*** Begin section ***

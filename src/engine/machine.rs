//! State machine that fires events against stored entities.

use crate::core::{Entity, Event, HookError, Loader, Saver, State};
use crate::engine::error::{HookStage, TransitionError};
use crate::engine::table::TransitionTable;
use crate::engine::transition::Transition;
use crate::store::EntityStore;
use std::sync::Arc;
use tracing::{debug, error, info, instrument, warn};

/// Resolves and applies transitions for entities held in a store.
///
/// The machine keeps no per-call state: each call loads the entity, picks a
/// transition, runs its hooks, changes the state and saves the entity.
/// Calls for different ids may run concurrently.
///
/// # Concurrency
///
/// Calls for the *same* id are not serialised. Two racing calls can both
/// load the same copy and the later save overwrites the earlier one. Callers
/// must either serialise per id or use a store whose `save` rejects stale
/// versions.
pub struct StateMachine<E: Entity, Ev: Event, C = ()> {
    table: TransitionTable<E, Ev, C>,
    store: Arc<dyn EntityStore<E>>,
    loader: Option<Loader<E>>,
    saver: Option<Saver<E>>,
}

impl<E: Entity, Ev: Event, C: 'static> StateMachine<E, Ev, C> {
    pub(crate) fn from_parts(
        table: TransitionTable<E, Ev, C>,
        store: Arc<dyn EntityStore<E>>,
        loader: Option<Loader<E>>,
        saver: Option<Saver<E>>,
    ) -> Self {
        Self {
            table,
            store,
            loader,
            saver,
        }
    }

    /// Read-only view of the registered transitions.
    pub fn table(&self) -> &TransitionTable<E, Ev, C> {
        &self.table
    }

    /// Fire `event` for the entity stored under `id` with a default context.
    pub fn on_transition(&self, event: Ev, id: &E::Id) -> Result<E, TransitionError>
    where
        C: Default,
    {
        self.on_transition_with(event, id, &C::default())
    }

    /// Fire `event` for the entity stored under `id`.
    ///
    /// Runs load, match, before hook, state change, after hook and persist,
    /// in that order, and returns the persisted entity. A failing before hook
    /// aborts with nothing changed. A failing after hook does not stop
    /// persistence; the error then reports whether the save went through.
    #[instrument(skip_all, fields(event = %event.name(), id = ?id))]
    pub fn on_transition_with(
        &self,
        event: Ev,
        id: &E::Id,
        context: &C,
    ) -> Result<E, TransitionError> {
        let mut entity = self.load(&event, id)?;
        let from = entity.state().clone();

        let Some((transition, to)) = self.select(&entity, &event, context) else {
            warn!(state = from.name(), "Event rejected, no applicable transition");
            return Err(TransitionError::NoApplicableTransition {
                state: from.name().to_string(),
                event: event.name().to_string(),
            });
        };
        let to = to.clone();

        if let Some(before) = &transition.before {
            before(&mut entity, context)
                .map_err(|source| hook_failed(HookStage::Before, &event, source))?;
        }

        entity.set_state(to.clone());

        let after = match &transition.after {
            Some(after) => after(&mut entity, context),
            None => Ok(()),
        };
        let persisted = self.persist(&event, &entity);

        match (after, persisted) {
            (Ok(()), Ok(())) => {
                info!(from = from.name(), to = to.name(), "Transition applied");
                Ok(entity)
            }
            (Ok(()), Err(err)) => Err(err),
            (Err(source), persisted) => {
                let persist_error = persisted.err().map(Box::new);
                if let Some(err) = &persist_error {
                    error!(error = %err, "Persistence failed after after-hook failure");
                }
                warn!(
                    from = from.name(),
                    to = to.name(),
                    persisted = persist_error.is_none(),
                    "After hook failed"
                );
                Err(TransitionError::AfterHookFailed {
                    event: event.name().to_string(),
                    from: from.name().to_string(),
                    to: to.name().to_string(),
                    persisted: persist_error.is_none(),
                    persist_error,
                    source,
                })
            }
        }
    }

    /// Target state `event` would move `entity` to, without side effects.
    pub fn resolve(&self, entity: &E, event: &Ev, context: &C) -> Option<&E::State> {
        self.select(entity, event, context).map(|(_, to)| to)
    }

    /// Whether `event` has an applicable transition for `entity` (pure).
    pub fn can_fire(&self, entity: &E, event: &Ev, context: &C) -> bool {
        self.select(entity, event, context).is_some()
    }

    /// First matching target across candidates, in registration order and
    /// then declaration order.
    fn select(
        &self,
        entity: &E,
        event: &Ev,
        context: &C,
    ) -> Option<(&Transition<E, Ev, C>, &E::State)> {
        let state = entity.state();
        let candidates = self.table.lookup(state, event);
        debug!(
            state = state.name(),
            candidates = candidates.len(),
            "Resolving transition"
        );

        candidates.iter().find_map(|transition| {
            transition
                .select(entity, context)
                .map(|to| (transition, to))
        })
    }

    fn load(&self, event: &Ev, id: &E::Id) -> Result<E, TransitionError> {
        let loaded = match &self.loader {
            Some(loader) => {
                loader(id).map_err(|source| hook_failed(HookStage::BeforeAll, event, source))?
            }
            None => self.store.load(id)?,
        };

        loaded.ok_or_else(|| {
            warn!("Entity not found");
            TransitionError::EntityNotFound {
                id: format!("{id:?}"),
            }
        })
    }

    fn persist(&self, event: &Ev, entity: &E) -> Result<(), TransitionError> {
        match &self.saver {
            Some(saver) => {
                saver(entity).map_err(|source| hook_failed(HookStage::AfterAll, event, source))
            }
            None => Ok(self.store.save(entity)?),
        }
    }
}

fn hook_failed<Ev: Event>(stage: HookStage, event: &Ev, source: HookError) -> TransitionError {
    TransitionError::HookFailed {
        stage,
        event: event.name().to_string(),
        source,
    }
}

*** End section ***

◆ **Exercise**:
Search the records for the string "loaded" and, wherever a line contains it, please copy that line.

◆ **Written response**:
        let loaded = match &self.loader {
        loaded.ok_or_else(|| {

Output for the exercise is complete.